*** DATA SUPPLIED Section Begins ***

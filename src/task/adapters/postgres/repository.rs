//! `PostgreSQL` repository implementation for task storage.

use super::{
    models::{NewTaskRow, TaskRow},
    schema::tasks,
};
use crate::task::{
    domain::{JsonObject, PersistedTaskData, Task, TaskId, TaskStatus},
    ports::{TaskRepository, TaskRepositoryError, TaskRepositoryResult},
};
use async_trait::async_trait;
use diesel::pg::PgConnection;
use diesel::prelude::*;
use diesel::r2d2::{ConnectionManager, Pool};
use diesel::result::{DatabaseErrorKind, Error as DieselError};
use serde_json::Value;

/// `PostgreSQL` connection pool type used by task adapters.
pub type TaskPgPool = Pool<ConnectionManager<PgConnection>>;

/// `PostgreSQL`-backed task repository.
///
/// Every operation checks a connection out of the pool for the duration
/// of a single statement and returns it on completion, so no connection
/// leaks across requests.
#[derive(Debug, Clone)]
pub struct PostgresTaskRepository {
    pool: TaskPgPool,
}

impl PostgresTaskRepository {
    /// Creates a new repository from a `PostgreSQL` connection pool.
    #[must_use]
    pub const fn new(pool: TaskPgPool) -> Self {
        Self { pool }
    }

    async fn run_blocking<F, T>(&self, f: F) -> TaskRepositoryResult<T>
    where
        F: FnOnce(&mut PgConnection) -> TaskRepositoryResult<T> + Send + 'static,
        T: Send + 'static,
    {
        let pool = self.pool.clone();
        tokio::task::spawn_blocking(move || {
            let mut connection = pool.get().map_err(TaskRepositoryError::persistence)?;
            f(&mut connection)
        })
        .await
        .map_err(TaskRepositoryError::persistence)?
    }
}

#[async_trait]
impl TaskRepository for PostgresTaskRepository {
    async fn create(&self, task: &Task) -> TaskRepositoryResult<()> {
        let task_id = task.id();
        let new_row = to_new_row(task);

        self.run_blocking(move |connection| {
            diesel::insert_into(tasks::table)
                .values(&new_row)
                .execute(connection)
                .map_err(|err| match err {
                    DieselError::DatabaseError(DatabaseErrorKind::UniqueViolation, _) => {
                        TaskRepositoryError::DuplicateTask(task_id)
                    }
                    _ => TaskRepositoryError::persistence(err),
                })?;
            Ok(())
        })
        .await
    }

    async fn find_by_id(&self, id: TaskId) -> TaskRepositoryResult<Option<Task>> {
        self.run_blocking(move |connection| {
            let row = tasks::table
                .filter(tasks::id.eq(id.into_inner()))
                .select(TaskRow::as_select())
                .first::<TaskRow>(connection)
                .optional()
                .map_err(TaskRepositoryError::persistence)?;
            row.map(row_to_task).transpose()
        })
        .await
    }

    async fn update(&self, task: &Task) -> TaskRepositoryResult<()> {
        let task_id = task.id();
        let status = task.status().as_str().to_owned();
        let output = task.output().map(|object| Value::Object(object.clone()));

        self.run_blocking(move |connection| {
            let affected = diesel::update(tasks::table.filter(tasks::id.eq(task_id.into_inner())))
                .set((tasks::status.eq(status), tasks::output.eq(output)))
                .execute(connection)
                .map_err(TaskRepositoryError::persistence)?;
            if affected == 0 {
                return Err(TaskRepositoryError::NotFound(task_id));
            }
            Ok(())
        })
        .await
    }
}

fn to_new_row(task: &Task) -> NewTaskRow {
    NewTaskRow {
        id: task.id().into_inner(),
        status: task.status().as_str().to_owned(),
        input: Value::Object(task.input().clone()),
        output: task.output().map(|object| Value::Object(object.clone())),
        created_at: task.created_at(),
    }
}

fn row_to_task(row: TaskRow) -> TaskRepositoryResult<Task> {
    let TaskRow {
        id,
        status: persisted_status,
        input: persisted_input,
        output: persisted_output,
        created_at,
    } = row;

    let status = TaskStatus::try_from(persisted_status.as_str())
        .map_err(TaskRepositoryError::persistence)?;
    let input = serde_json::from_value::<JsonObject>(persisted_input)
        .map_err(TaskRepositoryError::persistence)?;
    let output = persisted_output
        .map(serde_json::from_value::<JsonObject>)
        .transpose()
        .map_err(TaskRepositoryError::persistence)?;

    let data = PersistedTaskData {
        id: TaskId::from_uuid(id),
        status,
        input,
        output,
        created_at,
    };
    Ok(Task::from_persisted(data))
}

*** DATA SUPPLIED Section Ends ***

Output the entire listing above, character for character.

**ANSWER BOX**
filename src/task/adapters/postgres/repository.rs
//! `PostgreSQL` repository implementation for task storage.

use super::{
    models::{NewTaskRow, TaskRow},
    schema::tasks,
};
use crate::task::{
    domain::{JsonObject, PersistedTaskData, Task, TaskId, TaskStatus},
    ports::{TaskRepository, TaskRepositoryError, TaskRepositoryResult},
};
use async_trait::async_trait;
use diesel::pg::PgConnection;
use diesel::prelude::*;
use diesel::r2d2::{ConnectionManager, Pool};
use diesel::result::{DatabaseErrorKind, Error as DieselError};
use serde_json::Value;

/// `PostgreSQL` connection pool type used by task adapters.
pub type TaskPgPool = Pool<ConnectionManager<PgConnection>>;

/// `PostgreSQL`-backed task repository.
///
/// Every operation checks a connection out of the pool for the duration
/// of a single statement and returns it on completion, so no connection
/// leaks across requests.
#[derive(Debug, Clone)]
pub struct PostgresTaskRepository {
    pool: TaskPgPool,
}

impl PostgresTaskRepository {
    /// Creates a new repository from a `PostgreSQL` connection pool.
    #[must_use]
    pub const fn new(pool: TaskPgPool) -> Self {
        Self { pool }
    }

    async fn run_blocking<F, T>(&self, f: F) -> TaskRepositoryResult<T>
    where
        F: FnOnce(&mut PgConnection) -> TaskRepositoryResult<T> + Send + 'static,
        T: Send + 'static,
    {
        let pool = self.pool.clone();
        tokio::task::spawn_blocking(move || {
            let mut connection = pool.get().map_err(TaskRepositoryError::persistence)?;
            f(&mut connection)
        })
        .await
        .map_err(TaskRepositoryError::persistence)?
    }
}

#[async_trait]
impl TaskRepository for PostgresTaskRepository {
    async fn create(&self, task: &Task) -> TaskRepositoryResult<()> {
        let task_id = task.id();
        let new_row = to_new_row(task);

        self.run_blocking(move |connection| {
            diesel::insert_into(tasks::table)
                .values(&new_row)
                .execute(connection)
                .map_err(|err| match err {
                    DieselError::DatabaseError(DatabaseErrorKind::UniqueViolation, _) => {
                        TaskRepositoryError::DuplicateTask(task_id)
                    }
                    _ => TaskRepositoryError::persistence(err),
                })?;
            Ok(())
        })
        .await
    }

    async fn find_by_id(&self, id: TaskId) -> TaskRepositoryResult<Option<Task>> {
        self.run_blocking(move |connection| {
            let row = tasks::table
                .filter(tasks::id.eq(id.into_inner()))
                .select(TaskRow::as_select())
                .first::<TaskRow>(connection)
                .optional()
                .map_err(TaskRepositoryError::persistence)?;
            row.map(row_to_task).transpose()
        })
        .await
    }

    async fn update(&self, task: &Task) -> TaskRepositoryResult<()> {
        let task_id = task.id();
        let status = task.status().as_str().to_owned();
        let output = task.output().map(|object| Value::Object(object.clone()));

        self.run_blocking(move |connection| {
            let affected = diesel::update(tasks::table.filter(tasks::id.eq(task_id.into_inner())))
                .set((tasks::status.eq(status), tasks::output.eq(output)))
                .execute(connection)
                .map_err(TaskRepositoryError::persistence)?;
            if affected == 0 {
                return Err(TaskRepositoryError::NotFound(task_id));
            }
            Ok(())
        })
        .await
    }
}

fn to_new_row(task: &Task) -> NewTaskRow {
    NewTaskRow {
        id: task.id().into_inner(),
        status: task.status().as_str().to_owned(),
        input: Value::Object(task.input().clone()),
        output: task.output().map(|object| Value::Object(object.clone())),
        created_at: task.created_at(),
    }
}

fn row_to_task(row: TaskRow) -> TaskRepositoryResult<Task> {
    let TaskRow {
        id,
        status: persisted_status,
        input: persisted_input,
        output: persisted_output,
        created_at,
    } = row;

    let status = TaskStatus::try_from(persisted_status.as_str())
        .map_err(TaskRepositoryError::persistence)?;
    let input = serde_json::from_value::<JsonObject>(persisted_input)
        .map_err(TaskRepositoryError::persistence)?;
    let output = persisted_output
        .map(serde_json::from_value::<JsonObject>)
        .transpose()
        .map_err(TaskRepositoryError::persistence)?;

    let data = PersistedTaskData {
        id: TaskId::from_uuid(id),
        status,
        input,
        output,
        created_at,
    };
    Ok(Task::from_persisted(data))
}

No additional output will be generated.